This is translating into leasing activity, which I'll set out shortly, and encouragingly, all this activity is at or above our valuer's ERVs. At no point, even when the markets were more challenging, have we ever seen any downward pressure on rents in this sector. Finally, we have maintained a strong focus on our financial position. Loan-to-value is low at 28%, and our debt is fully hedged. We rebased the dividend earlier in the year, and this adjustment has ensured that we have sufficient liquidity to complete all our planned capital expenditure. How do we build on this activity, and what does this mean for the company going forward? We'll go through the details shortly, but I wanted to give you a high-level view of what we expect over the next 6 to 12 months.

The total ERV of the portfolio is GBP 27.8 million when fully built out, and that represents significant upside to our current contracted rent of GBP 15.7 million. This can be broken down into four distinct buckets. First, we have GBP 3.3 million of in-built reversion to be captured, and we're currently in advanced discussions on GBP 1.1 million of that, which we expect to conclude in the next few months. Secondly, we have GBP 3.9 million of income to come through the lease-up of vacant space at Rolling Stock Yard, Oxford Technology Park, and Cambourne Park. We are under offer or in advanced negotiations on GBP 2.1 million of that, including the remaining space at Rolling Stock Yard and all the lease space within our repurposing project at Cambourne Park.

Thirdly, we have a further GBP 3.1 million to be realized through the letting of under-construction buildings at Oxford Technology Park, and we expect all of that to be captured within the next 12 months. And finally, future developments for Oxford Technology Park are forecast to contribute a further GBP 1.8 million of income. Obviously, the timing of this element depends on when we commence buildings 10 and 11, which Ian will update you on shortly. So together, this totals a further GBP 12.1 million of achievable rent. We expect to capture GBP 3.2 million of that in the next six months, all of which is now under offer or in advanced negotiations, and a further GBP 4.9 million should complete by September 2025.

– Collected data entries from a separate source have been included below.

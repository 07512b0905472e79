//! kc CLI - An encrypted secret store that survives file sync
//!
//! This is the command-line interface for kc. It is a thin layer over
//! `kc-core`: argument parsing, stdin/stdout plumbing and exit codes.

mod app;
mod cli;
mod commands;
mod config;
mod constants;
mod errors;
mod helpers;
mod output;
mod security;

use clap::Parser;
use kc_core::VERSION;
use tracing_subscriber::layer::SubscriberExt;
use tracing_subscriber::util::SubscriberInitExt;
use tracing_subscriber::{fmt, EnvFilter};

use crate::app::AppContext;
use crate::cli::{Cli, Commands};
use crate::commands::{init, maintenance, misc, secrets};
use crate::constants::{env, DEFAULT_LOG_FILTER};
use crate::errors::CliError;

fn main() {
    let cli = Cli::parse();
    init_tracing();
    let ctx = AppContext::new(&cli);

    if let Err(e) = run(&ctx, &cli) {
        CliError::from_anyhow(e).exit();
    }
}

/// Diagnostics go to stderr so `kc load` output stays clean.
fn init_tracing() {
    let filter = EnvFilter::try_from_env(env::LOG)
        .unwrap_or_else(|_| EnvFilter::new(DEFAULT_LOG_FILTER));
    tracing_subscriber::registry()
        .with(filter)
        .with(fmt::layer().with_writer(std::io::stderr).with_target(false))
        .init();
}

fn run(ctx: &AppContext, cli: &Cli) -> anyhow::Result<()> {
    match &cli.command {
        Some(Commands::Init) => {
            init::handle_init(ctx)?;
        }
        Some(Commands::Save(args)) => {
            secrets::handle_save(ctx, args)?;
        }
        Some(Commands::Load(args)) => {
            secrets::handle_load(ctx, args)?;
        }
        Some(Commands::Delete(args)) => {
            secrets::handle_delete(ctx, args)?;
        }
        Some(Commands::List(args)) => {
            secrets::handle_list(ctx, args)?;
        }
        Some(Commands::History(args)) => {
            secrets::handle_history(ctx, args)?;
        }
        Some(Commands::Check(args)) => {
            maintenance::handle_check(ctx, args)?;
        }
        Some(Commands::Backup(args)) => {
            maintenance::handle_backup(ctx, args)?;
        }
        Some(Commands::Completions(args)) => {
            misc::handle_completions(args)?;
        }
        None => {
            println!("kc v{}", VERSION);
            println!("\nQuickstart:");
            println!("  kc init");
            println!("  printf %s \"$TOKEN\" | kc save env:myproject");
            println!("  kc load env:myproject");
            println!("  kc list env:");
            println!("\nRun `kc --help` for full usage.");
        }
    }

    Ok(())
}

In addition to this income growth, we are also in advanced negotiations with a number of our major occupiers regarding lease extensions. As things stand, this would see over 30% of our current rental income extend by a further five years on average. This would extend our current WALT from 5.6 years across the portfolio to 7.3 years, and we would expect to see further positive valuation impact at year-end. It's important to note that we're basing all this analysis off our valuer's ERVs, and we're not factoring in any growth beyond today's rents, and in addition to the impact on income, as we capture this rent, reduce leasing risk, we should see an uptick in valuations and subsequent NAV improvement.

We fully acknowledge that this potential is not yet reflected in the share price, but we are confident if this leasing momentum continues as we expect, that will drive value going forward. So now turning to the period under review, the total portfolio value remains stable at around GBP 382 million. On a like-for-like basis, values declined by 3.8%, driven entirely by yield shift. ERV growth was robust at 8.2%, with ERV growth on our life science space particularly strong, increasing by 8.6%. Importantly, we've significantly grown the proportion of our space defined as labs, which is now 40% and expected to rise to over 50% by the end of the year. Leasing activity has been slower, but we've seen the benefit of deals agreed in previous periods starting to come through.

GBP 1.7 million of new rent commenced in the first half of the year, and occupancy rose to nearly 83%.... So it's nearly three years since our IPO, and after a challenging few years for the real estate sector, I thought it was appropriate to remind you of our investment case and how that's evolved. Long-term drivers, which underpin demand, remain strong, and while it's true that VC funding, for example, has been weaker over the past year or so, that's compared to an exceptional spike post-pandemic, and it does look to be stabilizing ahead of pre-pandemic levels. That's been complemented by other sources of funding. For example, big pharmaceutical companies increasingly looking to M&A now to bolster their research and development capabilities. Our focus on supply-constrained markets, namely the Golden Triangle, has been central to our strategy, and that still holds true.

While development has stepped up in London, much of that is outside the Knowledge Quarter, and our thesis is always focused on being located close to key academic centers, particularly UCL and the Francis Crick Institute. The role of technology is probably where we've seen the biggest change. Advances, particularly in AI, are accelerating innovation, enabling clinical tests to be done much more quickly and expanding the definition of what is a life science company. And finally, we've had a general election. Not only does that help confidence, but the new government has set down some very practical ways in which they will make it easier to do business. Now, the proof will obviously be in the actions here, but the atmosphere of increasing positivity and stability is no doubt helping occupiers plan with more confidence.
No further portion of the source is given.